Comment by traceroute66
10 hours ago
> paying huge amounts of carbon to import from the Middle East is a good idea
You are wrong here.
UK oil has a very high carbon footprint.
British North Sea oil is sour (high in sulphur). It is the "wrong" type of oil for UK refineries. So it gets sent to other countries around the world for refining.
UK oil is viscous, waxy, crude which needs to be heated to pipe it. This means it takes a lot of energy to pipe (hello carbon footprint !) and it is not compatible with UK refineries anyway, so it has to be moved overseas (hello carbon footprint !!).
UK crude is nothing like Norwegian crude and massively different from the stuff drilled in the Middle East which requires barely any refining in comparison.

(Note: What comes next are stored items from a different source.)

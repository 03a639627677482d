use std::sync::Arc;

use crate::config::Config;
use crate::handlers::generation::RetryPolicy;
use crate::handlers::validation::RequestValidator;
use crate::llm::{ImageGenerator, ReplicateClient, VisionModel};
use crate::storage::{BlobStorage, ObjectStorage};
use crate::style::{ExtractionSettings, PlatformCatalog, StyleExtractor};

#[derive(Clone)]
pub struct AppState {
    pub catalog: Arc<PlatformCatalog>,
    pub extractor: Arc<StyleExtractor>,
    pub generator: Arc<dyn ImageGenerator>,
    pub storage: Arc<dyn ObjectStorage>,
    pub validator: Arc<RequestValidator>,
    pub retry: RetryPolicy,
    pub max_upload_bytes: usize,
}

impl AppState {
    pub fn new(
        config: &Config,
        vision: Arc<dyn VisionModel>,
        generator: Arc<dyn ImageGenerator>,
        storage: Arc<dyn ObjectStorage>,
    ) -> Self {
        let catalog = Arc::new(config.platform_catalog.clone());
        let extractor = StyleExtractor::new(
            vision,
            catalog.clone(),
            ExtractionSettings::from_config(config),
        );
        AppState {
            catalog,
            extractor: Arc::new(extractor),
            generator,
            storage,
            validator: Arc::new(RequestValidator::from_config(config)),
            retry: RetryPolicy::from_config(config),
            max_upload_bytes: config.max_upload_bytes,
        }
    }

    /// Wires the Replicate and blob adapters.
    pub fn from_config(config: &Config) -> Self {
        let replicate = Arc::new(ReplicateClient::from_config(config));
        AppState::new(
            config,
            replicate.clone(),
            replicate,
            Arc::new(BlobStorage::from_config(config)),
        )
    }
}
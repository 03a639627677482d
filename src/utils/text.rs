/// Shortens `value` to at most `limit` characters for log output.
pub fn truncate_for_log(value: &str, limit: usize) -> String {
    if value.chars().count() <= limit {
        return value.to_string();
    }
    let truncated: String = value.chars().take(limit).collect();
    format!("{truncated}... (truncated)")
}

/// Keeps the first `limit` characters of `value`.
pub fn truncate_chars(value: &str, limit: usize) -> &str {
    match value.char_indices().nth(limit) {
        Some((byte_index, _)) => &value[..byte_index],
        None => value,
    }
}

#[cfg(test)]
mod tests {
    use super::*;

    #[test]
    fn truncate_for_log_marks_cut_text() {
        assert_eq!(truncate_for_log("short", 10), "short");
        assert_eq!(truncate_for_log("abcdef", 3), "abc... (truncated)");
    }

    #[test]
    fn truncate_chars_respects_multibyte_boundaries() {
        assert_eq!(truncate_chars("héllo", 2), "hé");
        assert_eq!(truncate_chars("hi", 5), "hi");
        assert_eq!(truncate_chars("", 0), "");
    }
}
pub mod catalog;
pub mod composer;
pub mod medium;
pub mod pipeline;
pub mod segmenter;

pub use catalog::PlatformCatalog;
pub use medium::ImageMediumType;
pub use pipeline::{ExtractionError, ExtractionSettings, StyleExtractor};
pub use segmenter::PlatformPrompts;
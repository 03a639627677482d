pub mod http;
pub mod logging;
pub mod text;
pub mod timing;
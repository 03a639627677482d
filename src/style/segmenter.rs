use serde::ser::{Serialize, SerializeMap, Serializer};
use tracing::{debug, warn};

use crate::style::catalog::{PlatformCatalog, PlatformKey};
use crate::utils::text::truncate_for_log;

const RAW_PREFIX_LOG_LIMIT: usize = 500;

#[derive(Debug, thiserror::Error, PartialEq, Eq)]
pub enum SegmentError {
    #[error("no platform sections recognized in model response ({raw_chars} chars)")]
    Unparseable { raw_chars: usize },
}

/// Where one platform label was found in the raw response.
#[derive(Debug, Clone, PartialEq, Eq)]
pub struct LabelPosition<'a> {
    pub platform: &'a PlatformKey,
    pub offset: usize,
    pub label: &'a str,
}

impl LabelPosition<'_> {
    fn end(&self) -> usize {
        self.offset + self.label.len()
    }
}

/// One prompt per catalog platform, kept in catalog order.
#[derive(Debug, Clone, PartialEq, Eq)]
pub struct PlatformPrompts {
    entries: Vec<(PlatformKey, String)>,
}

impl PlatformPrompts {
    pub fn get(&self, key: &str) -> Option<&str> {
        self.entries
            .iter()
            .find(|(platform, _)| platform.as_str() == key)
            .map(|(_, prompt)| prompt.as_str())
    }

    pub fn iter(&self) -> impl Iterator<Item = (&PlatformKey, &str)> {
        self.entries
            .iter()
            .map(|(platform, prompt)| (platform, prompt.as_str()))
    }

    pub fn len(&self) -> usize {
        self.entries.len()
    }
}

impl Serialize for PlatformPrompts {
    fn serialize<S>(&self, serializer: S) -> Result<S::Ok, S::Error>
    where
        S: Serializer,
    {
        let mut map = serializer.serialize_map(Some(self.entries.len()))?;
        for (platform, prompt) in &self.entries {
            map.serialize_entry(platform.as_str(), prompt)?;
        }
        map.end()
    }
}

#[derive(Debug, Clone)]
pub struct Segmentation {
    pub prompts: PlatformPrompts,
    /// Platforms whose section was extracted, in response order.
    pub matched: Vec<PlatformKey>,
    pub backfilled: Vec<PlatformKey>,
}

impl Segmentation {
    pub fn is_complete(&self) -> bool {
        self.backfilled.is_empty()
    }
}

fn collect_occurrences<'a>(raw: &str, catalog: &'a PlatformCatalog) -> Vec<LabelPosition<'a>> {
    let mut occurrences = Vec::new();
    for platform in &catalog.platforms {
        for label in platform.accepted_labels() {
            for (offset, _) in raw.match_indices(label) {
                occurrences.push(LabelPosition {
                    platform: &platform.key,
                    offset,
                    label,
                });
            }
        }
    }
    occurrences
}

/// True when `inner` sits inside a longer label that belongs to another
/// platform, e.g. `IMAGE:` inside `GPT_IMAGE:`.
fn is_shadowed(inner: &LabelPosition<'_>, all: &[LabelPosition<'_>]) -> bool {
    all.iter().any(|outer| {
        outer.platform != inner.platform
            && outer.label.len() > inner.label.len()
            && outer.offset <= inner.offset
            && inner.end() <= outer.end()
    })
}

/// Earliest surviving label per platform, in response order. Ties at one
/// offset go to the longest variant. A label that starts before the previous
/// kept label ends is skipped, so kept labels never overlap.
pub fn locate_labels<'a>(raw: &str, catalog: &'a PlatformCatalog) -> Vec<LabelPosition<'a>> {
    let occurrences = collect_occurrences(raw, catalog);

    let mut candidates: Vec<&LabelPosition<'a>> = occurrences
        .iter()
        .filter(|position| !is_shadowed(position, &occurrences))
        .collect();
    candidates.sort_by(|a, b| {
        a.offset
            .cmp(&b.offset)
            .then_with(|| b.label.len().cmp(&a.label.len()))
    });

    let mut located: Vec<LabelPosition<'a>> = Vec::new();
    let mut kept_end = 0;
    for position in candidates {
        if located.iter().any(|kept| kept.platform == position.platform) {
            continue;
        }
        if position.offset < kept_end {
            debug!(
                "Skipping label {:?} at {} overlapping previous label",
                position.label, position.offset
            );
            continue;
        }
        kept_end = position.end();
        located.push(position.clone());
    }
    located
}

/// Splits a raw model response into one prompt per catalog platform.
///
/// Sections are cut at each platform's first label, so the order of labels
/// in the response does not matter. Platforms whose section is missing or
/// empty are backfilled with the first extracted prompt. Fails only when no
/// section at all can be extracted.
pub fn segment_response(raw: &str, catalog: &PlatformCatalog) -> Result<Segmentation, SegmentError> {
    let positions = locate_labels(raw, catalog);

    let mut extracted: Vec<(PlatformKey, String)> = Vec::new();
    for (index, position) in positions.iter().enumerate() {
        let end = positions
            .get(index + 1)
            .map(|next| next.offset)
            .unwrap_or(raw.len());
        let content = raw[position.end().min(end)..end].trim();
        if content.is_empty() {
            debug!("Empty section for platform {}", position.platform);
            continue;
        }
        extracted.push((position.platform.clone(), content.to_string()));
    }

    if extracted.is_empty() {
        warn!(
            "No platform sections recognized; raw_prefix={:?}",
            truncate_for_log(raw, RAW_PREFIX_LOG_LIMIT)
        );
        return Err(SegmentError::Unparseable {
            raw_chars: raw.chars().count(),
        });
    }

    let fallback = extracted
        .first()
        .map(|(_, prompt)| prompt.clone())
        .unwrap_or_else(|| catalog.fallback_text.clone());

    let mut entries = Vec::with_capacity(catalog.len());
    let mut backfilled = Vec::new();
    for platform in &catalog.platforms {
        match extracted.iter().find(|(key, _)| key == &platform.key) {
            Some((_, prompt)) => entries.push((platform.key.clone(), prompt.clone())),
            None => {
                backfilled.push(platform.key.clone());
                entries.push((platform.key.clone(), fallback.clone()));
            }
        }
    }

    let matched: Vec<PlatformKey> = extracted.into_iter().map(|(key, _)| key).collect();
    if !backfilled.is_empty() {
        warn!(
            "Partial style extraction: found={:?} missing={:?} raw_prefix={:?}",
            matched.iter().map(|key| key.as_str()).collect::<Vec<_>>(),
            backfilled.iter().map(|key| key.as_str()).collect::<Vec<_>>(),
            truncate_for_log(raw, RAW_PREFIX_LOG_LIMIT)
        );
    }

    Ok(Segmentation {
        prompts: PlatformPrompts { entries },
        matched,
        backfilled,
    })
}
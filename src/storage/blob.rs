use async_trait::async_trait;
use reqwest::Client;
use serde::Deserialize;
use tracing::{info, warn};

use crate::config::Config;
use crate::storage::{ObjectStorage, StorageError};
use crate::utils::http::get_http_client;
use crate::utils::text::truncate_for_log;

#[derive(Debug, Deserialize)]
struct BlobPutResponse {
    url: Option<String>,
}

/// Public blob store addressed as `PUT {base}/{path}`.
#[derive(Debug, Clone)]
pub struct BlobStorage {
    client: Client,
    api_url: String,
    token: String,
}

impl BlobStorage {
    pub fn from_config(config: &Config) -> Self {
        BlobStorage {
            client: get_http_client().clone(),
            api_url: config.blob_api_url.trim_end_matches('/').to_string(),
            token: config.blob_read_write_token.clone(),
        }
    }

    pub fn is_configured(&self) -> bool {
        !self.token.trim().is_empty()
    }
}

#[async_trait]
impl ObjectStorage for BlobStorage {
    async fn store(
        &self,
        bytes: Vec<u8>,
        suggested_path: &str,
        content_type: &str,
    ) -> Result<String, StorageError> {
        if !self.is_configured() {
            return Err(StorageError::NotConfigured);
        }

        let size = bytes.len();
        let response = self
            .client
            .put(format!("{}/{}", self.api_url, suggested_path.trim_start_matches('/')))
            .bearer_auth(&self.token)
            .header("x-content-type", content_type)
            .header("x-add-random-suffix", "1")
            .body(bytes)
            .send()
            .await?;

        if !response.status().is_success() {
            let status = response.status();
            let body = response.text().await.unwrap_or_default();
            warn!("Blob upload failed with status {}: {}", status, truncate_for_log(&body, 500));
            return Err(StorageError::Rejected {
                status: status.as_u16(),
                detail: truncate_for_log(&body, 200),
            });
        }

        let parsed = response.json::<BlobPutResponse>().await?;
        match parsed.url.filter(|url| !url.trim().is_empty()) {
            Some(url) => {
                info!("Stored {} bytes at {}", size, url);
                Ok(url)
            }
            None => Err(StorageError::MissingUrl),
        }
    }
}
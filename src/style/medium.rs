use std::fmt;

use serde::{Deserialize, Serialize};

pub const CLASSIFICATION_PROMPT: &str = r#"Classify this image into ONE of these categories based on how it was made:

1. PHOTOGRAPHY - a real camera capture, film or digital
2. TRADITIONAL_ILLUSTRATION - drawn by hand with pen, ink, pencil, charcoal or markers
3. PAINTING - physical paint media such as oil, watercolor, acrylic, gouache or pastel
4. DIGITAL_ART - made on a computer or tablet: digital painting, vector art, concept art
5. 3D_RENDER - computer-generated 3D imagery (CGI, modeled and rendered scenes)
6. MIXED_MEDIA - a combination of techniques, collage or photo manipulation

Respond with ONLY the category name in capitals, for example "PHOTOGRAPHY". Nothing else."#;

#[derive(Debug, Clone, Copy, PartialEq, Eq, Hash, PartialOrd, Ord, Serialize, Deserialize)]
pub enum ImageMediumType {
    #[serde(rename = "PHOTOGRAPHY")]
    Photography,
    #[serde(rename = "TRADITIONAL_ILLUSTRATION")]
    TraditionalIllustration,
    #[serde(rename = "PAINTING")]
    Painting,
    #[serde(rename = "DIGITAL_ART")]
    DigitalArt,
    #[serde(rename = "3D_RENDER")]
    Render3d,
    #[serde(rename = "MIXED_MEDIA")]
    MixedMedia,
}

/// Used whenever the classifier answer cannot be mapped to a category.
pub const DEFAULT_MEDIUM: ImageMediumType = ImageMediumType::DigitalArt;

impl ImageMediumType {
    pub const ALL: [ImageMediumType; 6] = [
        ImageMediumType::Photography,
        ImageMediumType::TraditionalIllustration,
        ImageMediumType::Painting,
        ImageMediumType::DigitalArt,
        ImageMediumType::Render3d,
        ImageMediumType::MixedMedia,
    ];

    pub fn token(self) -> &'static str {
        match self {
            ImageMediumType::Photography => "PHOTOGRAPHY",
            ImageMediumType::TraditionalIllustration => "TRADITIONAL_ILLUSTRATION",
            ImageMediumType::Painting => "PAINTING",
            ImageMediumType::DigitalArt => "DIGITAL_ART",
            ImageMediumType::Render3d => "3D_RENDER",
            ImageMediumType::MixedMedia => "MIXED_MEDIA",
        }
    }

    /// Second-tier keywords, matched as word prefixes when no canonical token
    /// is present.
    fn keywords(self) -> &'static [&'static str] {
        match self {
            ImageMediumType::Photography => &["PHOTO"],
            ImageMediumType::TraditionalIllustration => {
                &["ILLUSTRATION", "DRAWING", "INK", "SKETCH", "PENCIL", "CHARCOAL"]
            }
            ImageMediumType::Painting => {
                &["PAINT", "WATERCOLOR", "WATERCOLOUR", "OIL", "ACRYLIC", "GOUACHE"]
            }
            ImageMediumType::DigitalArt => &["DIGITAL", "VECTOR"],
            ImageMediumType::Render3d => &["3D", "RENDER", "CGI"],
            ImageMediumType::MixedMedia => &["MIXED", "COLLAGE"],
        }
    }
}

impl fmt::Display for ImageMediumType {
    fn fmt(&self, f: &mut fmt::Formatter<'_>) -> fmt::Result {
        f.write_str(self.token())
    }
}

fn clean_classification(raw: &str) -> String {
    raw.to_uppercase()
        .chars()
        .filter(|ch| ch.is_ascii_alphanumeric() || *ch == '_')
        .collect()
}

fn answer_words(raw: &str) -> Vec<String> {
    raw.to_uppercase()
        .split(|ch: char| !ch.is_ascii_alphanumeric())
        .filter(|word| !word.is_empty())
        .map(str::to_string)
        .collect()
}

/// Maps a free-form classifier answer onto exactly one medium.
///
/// Canonical tokens are tried first (underscores ignored on both sides, so
/// "DIGITAL ART" and "DIGITAL_ART" both match), then per-category keywords,
/// then [`DEFAULT_MEDIUM`]. Never fails.
pub fn normalize_classification(raw: &str) -> ImageMediumType {
    let compact = clean_classification(raw).replace('_', "");

    for medium in ImageMediumType::ALL {
        if compact.contains(&medium.token().replace('_', "")) {
            return medium;
        }
    }

    let words = answer_words(raw);
    for medium in ImageMediumType::ALL {
        if medium
            .keywords()
            .iter()
            .any(|keyword| words.iter().any(|word| word.starts_with(keyword)))
        {
            return medium;
        }
    }

    DEFAULT_MEDIUM
}

#[cfg(test)]
mod tests {
    use super::*;

    #[test]
    fn normalizes_sentence_with_partial_token() {
        assert_eq!(
            normalize_classification("I think this is a PHOTOGRAPH."),
            ImageMediumType::Photography
        );
    }

    #[test]
    fn falls_back_to_digital_art_for_unknown_answers() {
        assert_eq!(normalize_classification("uncertain"), ImageMediumType::DigitalArt);
        assert_eq!(normalize_classification(""), ImageMediumType::DigitalArt);
    }

    #[test]
    fn matches_every_canonical_token() {
        for medium in ImageMediumType::ALL {
            assert_eq!(normalize_classification(medium.token()), medium);
            assert_eq!(
                normalize_classification(&format!("\"{}\"\n", medium.token().to_lowercase())),
                medium
            );
        }
    }

    #[test]
    fn tolerates_spaces_instead_of_underscores() {
        assert_eq!(
            normalize_classification("Mixed Media"),
            ImageMediumType::MixedMedia
        );
        assert_eq!(
            normalize_classification("traditional illustration"),
            ImageMediumType::TraditionalIllustration
        );
    }

    #[test]
    fn uses_keyword_heuristics() {
        assert_eq!(normalize_classification("watercolour? oil?"), ImageMediumType::Painting);
        assert_eq!(normalize_classification("a CGI scene"), ImageMediumType::Render3d);
        assert_eq!(normalize_classification("3D"), ImageMediumType::Render3d);
        assert_eq!(normalize_classification("ink sketch"), ImageMediumType::TraditionalIllustration);
        assert_eq!(normalize_classification("collage"), ImageMediumType::MixedMedia);
        assert_eq!(normalize_classification("vector"), ImageMediumType::DigitalArt);
    }

    #[test]
    fn keywords_match_whole_words_only() {
        assert_eq!(
            normalize_classification("I think it's watercolor"),
            ImageMediumType::Painting
        );
        assert_eq!(normalize_classification("pink oil painting"), ImageMediumType::Painting);
        assert_eq!(normalize_classification("pink and oily"), ImageMediumType::Painting);
        assert_eq!(normalize_classification("spoiled, I think"), ImageMediumType::DigitalArt);
        assert_eq!(normalize_classification("inked lines"), ImageMediumType::TraditionalIllustration);
    }

    #[test]
    fn serializes_with_canonical_tokens() {
        let json = serde_json::to_string(&ImageMediumType::Render3d).unwrap();
        assert_eq!(json, "\"3D_RENDER\"");
        let parsed: ImageMediumType = serde_json::from_str("\"MIXED_MEDIA\"").unwrap();
        assert_eq!(parsed, ImageMediumType::MixedMedia);
    }
}
use std::fmt::Display;
use std::sync::atomic::{AtomicU64, Ordering};
use std::time::Instant;

use chrono::{DateTime, Utc};
use serde_json::Value as JsonValue;
use tracing::info;

pub const TIMING_TARGET: &str = "app.timing";

static NEXT_REQUEST_ID: AtomicU64 = AtomicU64::new(1);

#[derive(Debug)]
pub struct RequestTimer {
    route: String,
    request_id: u64,
    summary: Option<String>,
    started_at: DateTime<Utc>,
    started_perf: Instant,
    status: String,
    detail: Option<String>,
    completed: bool,
}

impl RequestTimer {
    pub fn new(route: &str, summary: Option<String>) -> Self {
        RequestTimer {
            route: route.to_string(),
            request_id: NEXT_REQUEST_ID.fetch_add(1, Ordering::Relaxed),
            summary: summary.map(|value| value.replace('\n', " ")),
            started_at: Utc::now(),
            started_perf: Instant::now(),
            status: "success".to_string(),
            detail: None,
            completed: false,
        }
    }

    pub fn request_id(&self) -> u64 {
        self.request_id
    }

    pub fn log_received(&self) {
        info!(
            target: TIMING_TARGET,
            "event=request_received route={} request_id={} received_at={} summary={:?}",
            self.route,
            self.request_id,
            self.started_at.to_rfc3339(),
            self.summary
        );
    }

    pub fn mark_status(&mut self, status: &str, detail: Option<String>) {
        self.status = status.to_string();
        self.detail = detail;
    }

    pub fn log_completed(&mut self) {
        if self.completed {
            return;
        }
        self.completed = true;
        let completed_at = Utc::now();
        let duration = self.started_perf.elapsed().as_secs_f64();
        info!(
            target: TIMING_TARGET,
            "event=request_completed route={} request_id={} started_at={} completed_at={} duration_s={:.3} status={} detail={}",
            self.route,
            self.request_id,
            self.started_at.to_rfc3339(),
            completed_at.to_rfc3339(),
            duration,
            self.status,
            self.detail.clone().unwrap_or_default()
        );
    }
}

impl Drop for RequestTimer {
    fn drop(&mut self) {
        if !self.completed {
            self.mark_status("aborted", None);
            self.log_completed();
        }
    }
}

pub fn start_request_timer(route: &str, summary: Option<String>) -> RequestTimer {
    let timer = RequestTimer::new(route, summary);
    timer.log_received();
    timer
}

pub fn complete_request_timer(timer: &mut RequestTimer, status: &str, detail: Option<String>) {
    timer.mark_status(status, detail);
    timer.log_completed();
}

pub async fn log_llm_timing<T, E, F, Fut>(
    provider: &str,
    model: &str,
    operation: &str,
    metadata: Option<JsonValue>,
    call: F,
) -> Result<T, E>
where
    E: Display,
    F: FnOnce() -> Fut,
    Fut: std::future::Future<Output = Result<T, E>>,
{
    let started_at = Utc::now();
    let started_perf = Instant::now();
    let metadata_text = metadata
        .as_ref()
        .map(|value| value.to_string())
        .unwrap_or_else(|| "{}".to_string());
    info!(
        target: TIMING_TARGET,
        "event=llm_request provider={} model={} operation={} started_at={} metadata={}",
        provider,
        model,
        operation,
        started_at.to_rfc3339(),
        metadata_text
    );

    let result = call().await;
    let (status, error) = match &result {
        Ok(_) => ("success", String::new()),
        Err(err) => ("error", err.to_string()),
    };

    let completed_at = Utc::now();
    let duration = started_perf.elapsed().as_secs_f64();
    info!(
        target: TIMING_TARGET,
        "event=llm_response provider={} model={} operation={} completed_at={} duration_s={:.3} status={} error={:?} metadata={}",
        provider,
        model,
        operation,
        completed_at.to_rfc3339(),
        duration,
        status,
        error,
        metadata_text
    );

    result
}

Brent crude is a light, sweet oil. UK oil is extracted from same oilfields as Norways - little difference in quality - and the major extraction from both is Brent crude
A handy explainer on Brent quality is here: https://kimray.com/training/types-crude-oil-heavy-vs-light-s...
> Brent crude is a light, sweet oil.
Brent is yesterday's story....
All the oil that would come from the prospective fields if extra drilling were to be permitted would absolutely be the heavy, viscous, waxy stuff.
I am going to have to ask you for a source this time.
So why not refine it in the UK?
I ask the same question about why Canada sends most of it's oil to the US to be refined. The answer is usually the government doesn't allow it and/or no one wants to take a private capital risk in the economic environment.
> So why not refine it in the UK?
I already gave the answer in my original post.... UK crude is the wrong type of oil for UK refineries.
Almost all UK refineries were built back in the day (late 60's/early 70's), before North Sea, when the UK was mostly importing oil from Libya and elsewhere in that region.
All the stuff from Libya and elsewhere is far removed from the viscous, waxy sludge that emerges from the North Sea. It requires a far less intensive refining process.
So if your refinery has been built for a low-intensity process you can't just bolt on the shit-ton of high-energy stuff required for waxy crude.
It isn't the wrong type of crude. Forties pipeline was directly connected to a refinery. That refinery is now shutting down because of high energy costs, high general costs of doing business, and the investment outlook for UK North Sea.
The solution even if this wasn't true is also simple: build more refineries. This is all within our control.
You also said above it takes "energy" to pipe...do you have no understanding of physics? How do you think stuff moves in a pipe. Dear God.
You also said above that Norwegian crude is different...it is not. Brent is a crude blend that includes UK and Norwegian crudes. The chemical differences are relatively small, Norwegian refineries import UK crude (I am using UK crude because, for some reason, you seem to think that is something exists in the real world...it is just Brent).
One of the most confidently wrong posts I have seen on here...and that is after you said that an offshore gas field was given over to real estate development. Lol.
You should consider a career in the Civil Service. You will fit in well.
That begs the question why aren't we building refineries that can process our own oil without having to ship it abroad for processing.